R.J. Reynolds made money, millions, in fact, but he kept his down-home humility, apparently, while helping his family and friends prosper with him. Reportedly, he paid and treated his workers, both white and black, better than most industrialists of the early 20th century. With some of that money, one of R. J.’s daughters, Nancy Susan, had the family home place restored in 1970 and, eventually, donated the house and some 700 acres of land to Virginia Tech. Most likely built by enslaved African Americans in the late 1840s, the restored home became a national historic landmark in the 1970s.

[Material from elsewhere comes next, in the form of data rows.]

//! Transaction essence, unlocks and signed transactions.

use blake2::digest::consts::U32;
use blake2::{Blake2b, Digest};
use serde::{Deserialize, Serialize};
use std::collections::HashSet;

use crate::address::Address;
use crate::error::TypesError;
use crate::ids::{OutputId, TransactionId};
use crate::keys::{Bip44, PublicKey, Signature};
use crate::output::Output;
use crate::params::{INPUT_COUNT_MAX, OUTPUT_COUNT_MAX};

type Blake2b256 = Blake2b<U32>;

pub(crate) fn blake2b_256(data: &[u8]) -> [u8; 32] {
    let mut hasher = Blake2b256::new();
    hasher.update(data);
    hasher.finalize().into()
}

/// The part of a transaction that is signed.
#[derive(Clone, Debug, PartialEq, Eq, Serialize, Deserialize)]
pub struct TransactionEssence {
    pub network_id: u64,
    pub inputs: Vec<OutputId>,
    /// Hash over the consumed outputs, binding the signature to their content.
    pub inputs_commitment: [u8; 32],
    pub outputs: Vec<Output>,
    pub tag: Option<Vec<u8>>,
}

impl TransactionEssence {
    pub fn new(network_id: u64, inputs: &[InputSigningData], outputs: Vec<Output>) -> Result<Self, TypesError> {
        let consumed: Vec<&Output> = inputs.iter().map(|i| &i.output).collect();
        Ok(Self {
            network_id,
            inputs: inputs.iter().map(|i| i.output_id).collect(),
            inputs_commitment: blake2b_256(&bincode::serialize(&consumed)?),
            outputs,
            tag: None,
        })
    }

    /// The message signed by every signature unlock.
    pub fn hash(&self) -> Result<[u8; 32], TypesError> {
        Ok(blake2b_256(&bincode::serialize(self)?))
    }

    /// Check input and output counts and reject duplicate inputs.
    pub fn validate_counts(&self) -> Result<(), TypesError> {
        if self.inputs.is_empty() || self.inputs.len() > INPUT_COUNT_MAX {
            return Err(TypesError::Serialization(format!(
                "input count {} outside 1..={}",
                self.inputs.len(),
                INPUT_COUNT_MAX
            )));
        }
        if self.outputs.is_empty() || self.outputs.len() > OUTPUT_COUNT_MAX {
            return Err(TypesError::Serialization(format!(
                "output count {} outside 1..={}",
                self.outputs.len(),
                OUTPUT_COUNT_MAX
            )));
        }
        let unique: HashSet<&OutputId> = self.inputs.iter().collect();
        if unique.len() != self.inputs.len() {
            return Err(TypesError::InvalidOutputId("duplicate input".to_string()));
        }
        Ok(())
    }
}

/// A signature over the essence hash together with the signing public key.
#[derive(Clone, Debug, PartialEq, Eq, Serialize, Deserialize)]
pub struct SignatureUnlock {
    pub public_key: PublicKey,
    pub signature: Signature,
}

/// Unlocks one input of a transaction.
#[derive(Clone, Debug, PartialEq, Eq, Serialize, Deserialize)]
pub enum Unlock {
    Signature(SignatureUnlock),
    /// Reuses the signature unlock at the given input index (same address).
    Reference(u16),
    /// The input is owned by the alias consumed at the given input index.
    Alias(u16),
    /// The input is owned by the NFT consumed at the given input index.
    Nft(u16),
}

#[derive(Clone, Debug, PartialEq, Eq, Serialize, Deserialize)]
pub struct SignedTransaction {
    pub essence: TransactionEssence,
    pub unlocks: Vec<Unlock>,
}

impl SignedTransaction {
    pub fn id(&self) -> Result<TransactionId, TypesError> {
        Ok(TransactionId::new(blake2b_256(&bincode::serialize(self)?)))
    }

    /// The output id the `index`-th created output will have.
    pub fn output_id(&self, index: u16) -> Result<OutputId, TypesError> {
        Ok(OutputId::new(self.id()?, index))
    }
}

/// An input together with what the signer needs to unlock it.
#[derive(Clone, Debug, PartialEq, Eq, Serialize, Deserialize)]
pub struct InputSigningData {
    pub output_id: OutputId,
    pub output: Output,
    /// Derivation chain of the key owning the input, or of the key
    /// ultimately controlling it when `via_chain` is set.
    pub chain: Bip44,
    /// Alias or NFT address owning the input. Such an input is unlocked by
    /// the input that consumes that chain.
    #[serde(default)]
    pub via_chain: Option<Address>,
}

#[cfg(test)]
mod tests {
    use super::*;
    use crate::output::BasicOutput;

    fn input(n: u8) -> InputSigningData {
        InputSigningData {
            output_id: OutputId::new(TransactionId::new([n; 32]), 0),
            output: Output::Basic(BasicOutput::new(100, Address::Ed25519([n; 32]))),
            chain: Bip44::new(1, 0, false, 0),
            via_chain: None,
        }
    }

    #[test]
    fn essence_hash_is_deterministic() {
        let outputs = vec![Output::Basic(BasicOutput::new(100, Address::Ed25519([9; 32])))];
        let a = TransactionEssence::new(1, &[input(1)], outputs.clone()).unwrap();
        let b = TransactionEssence::new(1, &[input(1)], outputs).unwrap();
        assert_eq!(a.hash().unwrap(), b.hash().unwrap());
    }

    #[test]
    fn commitment_depends_on_input_content() {
        let outputs = vec![Output::Basic(BasicOutput::new(100, Address::Ed25519([9; 32])))];
        let mut changed = input(1);
        changed.output.set_amount(101);
        let a = TransactionEssence::new(1, &[input(1)], outputs.clone()).unwrap();
        let b = TransactionEssence::new(1, &[changed], outputs).unwrap();
        assert_ne!(a.inputs_commitment, b.inputs_commitment);
    }

    #[test]
    fn duplicate_inputs_rejected() {
        let outputs = vec![Output::Basic(BasicOutput::new(200, Address::Ed25519([9; 32])))];
        let essence = TransactionEssence::new(1, &[input(1), input(1)], outputs).unwrap();
        assert!(essence.validate_counts().is_err());
    }

    #[test]
    fn empty_outputs_rejected() {
        let essence = TransactionEssence::new(1, &[input(1)], Vec::new()).unwrap();
        assert!(essence.validate_counts().is_err());
    }
}
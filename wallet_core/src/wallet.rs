//! The wallet: accounts, the secret manager and the node connection.

use std::fmt;
use std::sync::{Arc, Mutex};
use std::time::Duration;

use futures_util::future::try_join_all;
use serde::{Deserialize, Serialize};
use tessera_client::{ClientOptions, HttpNodeClient, NodeApi};
use tessera_crypto::{generate_mnemonic, validate_mnemonic};
use tessera_store::meta::WALLET_CONFIG_KEY;
use tessera_store::AccountRecord;
use tessera_types::Bech32Address;
use tessera_utils::StatsSnapshot;
use tokio::sync::RwLock;
use tracing::{info, warn};

use crate::account::Account;
use crate::background::BackgroundSync;
use crate::balance::Balance;
use crate::builder::WalletBuilder;
use crate::config::{SyncOptions, WalletConfig};
use crate::context::WalletContext;
use crate::error::WalletError;
use crate::events::{EventFilter, Listener, SubscriptionId};
use crate::keystore::KdfParams;
use crate::locks::lock;
use crate::secret::{MnemonicPhrase, Password, SecretManager, VaultSecretManager};

/// Selects an account by index or alias.
#[derive(Clone, Debug, PartialEq, Eq, Serialize, Deserialize)]
#[serde(untagged)]
pub enum AccountIdentifier {
    Index(u32),
    Alias(String),
}

impl From<u32> for AccountIdentifier {
    fn from(index: u32) -> Self {
        Self::Index(index)
    }
}

impl From<&str> for AccountIdentifier {
    fn from(alias: &str) -> Self {
        Self::Alias(alias.to_string())
    }
}

impl From<String> for AccountIdentifier {
    fn from(alias: String) -> Self {
        Self::Alias(alias)
    }
}

impl fmt::Display for AccountIdentifier {
    fn fmt(&self, f: &mut fmt::Formatter<'_>) -> fmt::Result {
        match self {
            Self::Index(index) => write!(f, "#{index}"),
            Self::Alias(alias) => write!(f, "{alias:?}"),
        }
    }
}

/// A cheap, cloneable handle to one wallet.
#[derive(Clone)]
pub struct Wallet {
    pub(crate) inner: Arc<WalletInner>,
}

pub(crate) struct WalletInner {
    pub(crate) ctx: Arc<WalletContext>,
    /// Ordered by index. The write lock is the all-account lock.
    pub(crate) accounts: RwLock<Vec<Account>>,
    pub(crate) background: Mutex<Option<BackgroundSync>>,
    pub(crate) kdf_params: KdfParams,
}

impl Drop for WalletInner {
    fn drop(&mut self) {
        if let Some(background) = lock(&self.background).take() {
            background.signal();
        }
    }
}

impl Wallet {
    pub fn builder() -> WalletBuilder {
        WalletBuilder::new()
    }

    /// Open the wallet stored at `config.storage_path`, reloading its accounts.
    pub async fn open(config: WalletConfig, secret_manager: SecretManager) -> Result<Self, WalletError> {
        WalletBuilder::new()
            .with_config(config)
            .with_secret_manager(secret_manager)
            .finish()
            .await
    }

    pub(crate) fn ctx(&self) -> &Arc<WalletContext> {
        &self.inner.ctx
    }

    pub fn config(&self) -> WalletConfig {
        self.ctx().config()
    }

    pub fn stats(&self) -> StatsSnapshot {
        self.ctx().stats.snapshot()
    }

    // ── Accounts ──────────────────────────────────────────────────────

    /// Create the account with the next free index and derive its first address.
    ///
    /// The alias defaults to the index and must be unique.
    pub async fn create_account(&self, alias: Option<String>) -> Result<Account, WalletError> {
        let mut accounts = self.inner.accounts.write().await;
        let index = match accounts.last() {
            Some(last) => last
                .index()
                .checked_add(1)
                .ok_or_else(|| WalletError::InvalidCommand("no account index left".into()))?,
            None => 0,
        };
        let alias = alias.unwrap_or_else(|| index.to_string());
        if alias.trim().is_empty() {
            return Err(WalletError::MissingParameter("alias"));
        }
        for account in accounts.iter() {
            if account.alias().await == alias {
                return Err(WalletError::AccountAliasAlreadyExists(alias));
            }
        }

        let record = AccountRecord::new(index, alias.clone(), self.config().coin_type);
        let account = Account::new(record, self.ctx().clone());
        {
            let mut record = account.inner().record.write().await;
            account.extend_addresses(&mut record, 1, false).await?;
        }
        accounts.push(account.clone());
        info!(account = index, alias = %alias, "created account");
        Ok(account)
    }

    pub async fn get_account(&self, id: impl Into<AccountIdentifier>) -> Result<Account, WalletError> {
        let id = id.into();
        let accounts = self.inner.accounts.read().await;
        for account in accounts.iter() {
            let matches = match &id {
                AccountIdentifier::Index(index) => account.index() == *index,
                AccountIdentifier::Alias(alias) => account.alias().await == *alias,
            };
            if matches {
                return Ok(account.clone());
            }
        }
        Err(WalletError::AccountNotFound(id.to_string()))
    }

    pub async fn get_accounts(&self) -> Vec<Account> {
        self.inner.accounts.read().await.clone()
    }

    /// Remove the most recently created account, freeing its index.
    pub async fn remove_latest_account(&self) -> Result<u32, WalletError> {
        let mut accounts = self.inner.accounts.write().await;
        let latest = accounts
            .last()
            .ok_or_else(|| WalletError::AccountNotFound("wallet has no accounts".into()))?;
        let index = latest.index();
        // Wait out in-flight mutations of the account.
        let guard = latest.inner().record.write().await;
        self.ctx().store.remove_account_data(index)?;
        drop(guard);
        accounts.pop();
        info!(account = index, "removed account");
        Ok(index)
    }

    /// Remove an account. Only the latest one may be removed.
    pub async fn remove_account(&self, id: impl Into<AccountIdentifier>) -> Result<u32, WalletError> {
        let account = self.get_account(id).await?;
        let latest = self.inner.accounts.read().await.last().map(Account::index);
        if latest != Some(account.index()) {
            return Err(WalletError::CannotRemoveAccount(format!(
                "account {} is not the latest account",
                account.index()
            )));
        }
        self.remove_latest_account().await
    }

    /// Rebuild accounts from the ledger.
    ///
    /// Accounts below `account_start_index` are always kept. Past it, new
    /// accounts are created and synced until `account_gap_limit` consecutive
    /// ones show no history; those trailing empty accounts are removed again.
    pub async fn recover_accounts(
        &self,
        account_start_index: u32,
        account_gap_limit: u32,
        address_gap_limit: u32,
        sync_options: Option<SyncOptions>,
    ) -> Result<Vec<Account>, WalletError> {
        let options = SyncOptions {
            address_gap_limit,
            force_syncing: true,
            ..sync_options.unwrap_or_else(|| self.config().sync)
        };
        info!(
            start = account_start_index,
            account_gap_limit, address_gap_limit, "recovering accounts"
        );
        for account in self.get_accounts().await {
            account.sync(Some(options.clone())).await?;
        }

        let mut empty_run = 0;
        let mut created = Vec::new();
        loop {
            let next = self.inner.accounts.read().await.last().map_or(0, |a| a.index() + 1);
            if next >= account_start_index && empty_run >= account_gap_limit {
                break;
            }
            let account = self.create_account(None).await?;
            account.sync(Some(options.clone())).await?;
            if account.index() >= account_start_index {
                match account_has_history(&account)? {
                    true => empty_run = 0,
                    false => empty_run += 1,
                }
            }
            created.push(account.index());
        }

        // Trailing empty accounts this recovery created are not kept.
        loop {
            let Some(last) = self.inner.accounts.read().await.last().cloned() else {
                break;
            };
            let removable = created.contains(&last.index())
                && last.index() >= account_start_index
                && !account_has_history(&last)?;
            if !removable {
                break;
            }
            self.remove_latest_account().await?;
        }
        Ok(self.get_accounts().await)
    }

    // ── Node & sync ───────────────────────────────────────────────────

    /// Replace the node connection and persist the new options.
    pub async fn set_client_options(&self, options: ClientOptions) -> Result<(), WalletError> {
        let node = HttpNodeClient::new(&options)?;
        self.set_node(Arc::new(node), options)
    }

    pub(crate) fn set_node(&self, node: Arc<dyn NodeApi>, options: ClientOptions) -> Result<(), WalletError> {
        let config = self.ctx().update_config(|c| c.client = options);
        self.persist_config(&config)?;
        self.ctx().set_node(node);
        info!(nodes = ?config.client.nodes, "client options updated");
        Ok(())
    }

    pub(crate) fn persist_config(&self, config: &WalletConfig) -> Result<(), WalletError> {
        let bytes = serde_json::to_vec(config)?;
        self.ctx().store.put_meta(WALLET_CONFIG_KEY, &bytes)?;
        Ok(())
    }

    /// Sync every account in parallel.
    pub async fn sync_all(&self, options: Option<SyncOptions>) -> Result<Vec<Balance>, WalletError> {
        let accounts = self.get_accounts().await;
        try_join_all(accounts.iter().map(|a| a.sync(options.clone()))).await
    }

    /// Ask a faucet to fund `address`. The URL defaults to the configured one.
    pub async fn request_funds_from_faucet(
        &self,
        url: Option<&str>,
        address: &str,
    ) -> Result<String, WalletError> {
        let config = self.config();
        let url = url
            .map(str::to_string)
            .or(config.client.faucet_url)
            .ok_or(WalletError::MissingParameter("faucet_url"))?;
        let hrp = self.ctx().protocol().await?.bech32_hrp;
        let address = Bech32Address::try_from_str_with_hrp(address, &hrp)?;
        let node = self.ctx().node();
        self.ctx()
            .request("faucet request", node.request_funds_from_faucet(&url, &address))
            .await
    }

    // ── Secrets ───────────────────────────────────────────────────────

    /// A fresh 24-word mnemonic.
    pub fn generate_mnemonic(&self) -> Result<MnemonicPhrase, WalletError> {
        let phrase = generate_mnemonic()?;
        Ok(MnemonicPhrase::new(phrase.as_str()))
    }

    pub fn verify_mnemonic(&self, mnemonic: &MnemonicPhrase) -> Result<(), WalletError> {
        Ok(validate_mnemonic(mnemonic.as_str())?)
    }

    /// Install a mnemonic: written to the vault, or replacing an in-memory
    /// manager while the wallet has no accounts.
    pub async fn store_mnemonic(&self, mnemonic: MnemonicPhrase) -> Result<(), WalletError> {
        validate_mnemonic(mnemonic.as_str())?;
        let accounts = self.inner.accounts.read().await;
        let mut manager = self.ctx().secret_manager.write().await;
        match &*manager {
            SecretManager::Vault(vault) => vault.store_mnemonic(mnemonic.as_str()),
            SecretManager::Hardware(_) => Err(WalletError::Secret(
                "a hardware device cannot store a mnemonic".into(),
            )),
            SecretManager::Mnemonic(_) | SecretManager::Seed(_) => {
                if !accounts.is_empty() {
                    return Err(WalletError::AccountsAlreadyExist);
                }
                *manager = SecretManager::from_mnemonic(mnemonic.as_str())?;
                Ok(())
            }
        }
    }

    async fn with_vault<T>(
        &self,
        f: impl FnOnce(&VaultSecretManager) -> Result<T, WalletError>,
    ) -> Result<T, WalletError> {
        let manager = self.ctx().secret_manager.read().await;
        let vault = manager
            .as_vault()
            .ok_or_else(|| WalletError::Secret("secret manager is not a vault".into()))?;
        f(vault)
    }

    pub async fn set_vault_password(&self, password: &Password) -> Result<(), WalletError> {
        self.with_vault(|vault| vault.set_password(password)).await
    }

    pub async fn clear_vault_password(&self) -> Result<(), WalletError> {
        self.with_vault(|vault| {
            vault.clear_password();
            Ok(())
        })
        .await
    }

    pub async fn is_vault_password_available(&self) -> Result<bool, WalletError> {
        self.with_vault(|vault| Ok(vault.is_password_available())).await
    }

    pub async fn change_vault_password(&self, current: &Password, new: &Password) -> Result<(), WalletError> {
        self.with_vault(|vault| vault.change_password(current, new)).await
    }

    pub async fn set_vault_password_clear_interval(&self, timeout: Duration) -> Result<(), WalletError> {
        self.with_vault(|vault| {
            vault.set_password_clear_interval(timeout);
            Ok(())
        })
        .await?;
        let config = self
            .ctx()
            .update_config(|c| c.password_timeout_secs = timeout.as_secs());
        self.persist_config(&config)
    }

    // ── Events ────────────────────────────────────────────────────────

    pub fn subscribe(&self, filter: EventFilter, listener: Listener) -> SubscriptionId {
        self.ctx().events.subscribe(filter, listener)
    }

    pub fn unsubscribe(&self, id: SubscriptionId) -> bool {
        self.ctx().events.unsubscribe(id)
    }
}

/// Whether an account has ever held an output or recorded a transaction.
fn account_has_history(account: &Account) -> Result<bool, WalletError> {
    let outputs = account.outputs(&tessera_store::OutputFilter::all())?;
    if !outputs.is_empty() {
        return Ok(true);
    }
    let transactions = account.transactions(&tessera_store::TransactionFilter::all())?;
    if transactions.is_empty() {
        return Ok(false);
    }
    warn!(account = account.index(), "account has transactions but no outputs");
    Ok(true)
}

#[cfg(test)]
mod tests {
    use super::*;

    #[test]
    fn identifier_from_json() {
        let by_index: AccountIdentifier = serde_json::from_str("3").unwrap();
        assert_eq!(by_index, AccountIdentifier::Index(3));
        let by_alias: AccountIdentifier = serde_json::from_str("\"savings\"").unwrap();
        assert_eq!(by_alias, AccountIdentifier::from("savings"));
    }

    #[test]
    fn identifier_display() {
        assert_eq!(AccountIdentifier::from(2).to_string(), "#2");
        assert_eq!(AccountIdentifier::from("main").to_string(), "\"main\"");
    }
}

Known now as the Reynolds Homestead, Virginia Tech operates the site as a modern educational-cultural center and an impressive forestry research station while tours of the historic home are available through the summer months into early fall– all funded in large part by “tobacco money” from Nancy Susan Reynolds’ endowment.

These days, fields of tobacco are somewhat rare, but those old log barns where famers camped out on late summer nights to watch over the curing fires still haunt many back roads of old Patrick. With health concerns and restrictions on advertising and tobacco use, it is no longer that reliable a cash crop that so many of those same farmers used to help their families make ends meet. Tobacco’s legacy abides, however - not all good, but not all bad either. Those big, green, sticky leaves turned” golden” upon being cured and turned into “gold” in another form when sold. Yes, tobacco provided many folks with a livelihood in Patrick County in years past while contributing to the growth and development of the area along with of much of the South.